Fix support in plDXPipeline for SSE using temporary macros.

Re-enables FPU/SSE3 code using the FunctionDispatcher and some quick hacky macros to template out the two nearly-identical functions, awaiting branan's deep-voodoo template-specialization functor-dispatcher patch.

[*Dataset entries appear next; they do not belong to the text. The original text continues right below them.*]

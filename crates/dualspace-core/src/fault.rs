use thiserror::Error;

/// Fault taxonomy raised while executing a cycle.
#[derive(Debug, Clone, Copy, PartialEq, Eq, Hash, Error)]
#[cfg_attr(feature = "serde", derive(serde::Deserialize, serde::Serialize))]
pub enum FaultCode {
    /// `DIV` with a zero divisor; the cycle continues with the sentinel result.
    #[error("division by zero")]
    DivideByZero,
    /// Fetch targeted an address outside the active instruction space.
    /// Terminal: the machine halts until reset.
    #[error("instruction fetch address out of range")]
    AddressOutOfRange,
}

/// Non-fatal conditions handled inside the cycle that detected them.
#[derive(Debug, Clone, PartialEq, Eq, Hash, Error)]
pub enum MachineWarning {
    /// A selector field named a register past the end of the register file.
    #[error("register selector {selector} out of range")]
    RegisterSelectorOutOfRange {
        /// Raw 1-based selector value.
        selector: u8,
    },
    /// `SCAN` read an integer that does not fit a register.
    #[error("console input {token:?} exceeds the representable range")]
    InputOutOfRange {
        /// Token as typed.
        token: String,
    },
    /// `SCAN` read a token that is not a decimal integer.
    #[error("console input {token:?} is not an integer")]
    InputNotANumber {
        /// Token as typed.
        token: String,
    },
    /// `SCAN` found the console input stream closed.
    #[error("console input closed")]
    InputClosed,
}

/// Rejected program or memory image supplied at construction.
#[derive(Debug, Clone, Copy, PartialEq, Eq, Hash, Error)]
pub enum ImageError {
    /// More instruction words than the program table holds.
    #[error("program image has {len} words, capacity is {capacity}")]
    ProgramTooLarge {
        /// Supplied word count.
        len: usize,
        /// Table capacity.
        capacity: usize,
    },
    /// More bytes than memory holds.
    #[error("memory image has {len} bytes, capacity is {capacity}")]
    MemoryTooLarge {
        /// Supplied byte count.
        len: usize,
        /// Memory capacity.
        capacity: usize,
    },
}
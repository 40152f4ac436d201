//! Arena-backed, lazily built XML document.
//!
//! All nodes live in a `Vec<NodeData>` owned by the [`Document`] and are
//! addressed by [`NodeId`]. A document parsed from a [`TokenSource`] starts out
//! almost empty; navigation methods that take `&mut self` pull just enough
//! events through the incremental builder (see [`crate::builder`]) to answer
//! the question asked, never more. The `cached_*` accessors only look at what
//! is already in memory.

use crate::builder::Builder;
use crate::error::OmError;
use crate::node::{
    Attribute, BuildState, NamespaceDecl, NodeData, NodeId, NodeKind, QName, XMLNS_NS, XML_NS,
};
use crate::token::{QuickXmlSource, SourceOptions, TokenSource};
use std::io::BufRead;

/// An XML document, possibly only partially built.
pub struct Document {
    /// Index 0 is an unused placeholder so ids can be `NonZeroU32`.
    nodes: Vec<NodeData>,
    root: NodeId,
    pub(crate) builder: Option<Builder>,
    pub(crate) discarded: bool,
    pub(crate) events_consumed: u64,
}

impl std::fmt::Debug for Document {
    fn fmt(&self, f: &mut std::fmt::Formatter<'_>) -> std::fmt::Result {
        f.debug_struct("Document")
            .field("nodes", &self.node_count())
            .field("root_state", &self.build_state(self.root))
            .field("events_consumed", &self.events_consumed)
            .field("discarded", &self.discarded)
            .finish()
    }
}

impl Default for Document {
    fn default() -> Self {
        Self::new()
    }
}
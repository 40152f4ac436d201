//! SOAP/XML engine for Zentinel
//!
//! Two cooperating parts:
//!
//! - A lazily built XML object model. A [`Document`] pulls events from a
//!   [`TokenSource`] only as far as navigation requires, and a [`Serializer`]
//!   writes nodes either from the built tree or by streaming the unread
//!   remainder straight from the source.
//! - A handler chain engine. A [`HandlerChain`] runs a [`MessageContext`]
//!   through phases of [`Handler`]s; when one faults, the handlers that ran
//!   are rolled back in reverse order.
//!
//! # Example
//!
//! ```ignore
//! use zentinel_soap_engine::{Document, EngineConfig, HandlerChain, HandlerRegistry, MessageContext};
//!
//! let config = EngineConfig::load("engine.yaml")?;
//! let chain = HandlerChain::from_config(&config, &HandlerRegistry::with_builtins())?;
//!
//! let mut ctx = MessageContext::new(Document::parse_str(xml));
//! chain.invoke(&mut ctx)?;
//! let root = ctx.envelope().root();
//! let out = ctx.envelope_mut().to_xml_string(root)?;
//! ```

pub mod builder;
pub mod config;
pub mod context;
pub mod dispatch;
pub mod document;
pub mod engine;
pub mod error;
pub mod handler;
pub mod handlers;
pub mod node;
pub mod serializer;
pub mod soap;
pub mod token;

pub use builder::Step;
pub use config::{EngineConfig, SoapVersion};
pub use context::{ChainState, MessageContext};
pub use dispatch::{Dispatcher, DispatchError, Response};
pub use document::Document;
pub use engine::HandlerChain;
pub use error::{ChainFault, ConfigurationError, EngineError, FaultCode, HandlerFault, OmError};
pub use handler::{Handler, HandlerDescription};
pub use handlers::HandlerRegistry;
pub use node::{BuildState, NodeId, NodeKind, QName};
pub use serializer::{SerializeMode, SerializeOptions, Serializer};
pub use token::{QuickXmlSource, SourceOptions, TokenSource, XmlEvent};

2025-07-17 10:52:46 +00:00 · 2012-04-23 22:15:56 -07:00
parent 9ee5c4d040
commit 072bf3570c
2 changed files with 270 additions and 239 deletions
--- a/Sources/Plasma/PubUtilLib/plPipeline/plDXPipeline.cpp
+++ b/Sources/Plasma/PubUtilLib/plPipeline/plDXPipeline.cpp
@ -10525,80 +10525,10 @@ void plDXPipeline::LoadResources()
    plNetClientApp::StaticDebugMsg("End Device Reload");
 }

-// Sorry about this, but it really did speed up the skinning.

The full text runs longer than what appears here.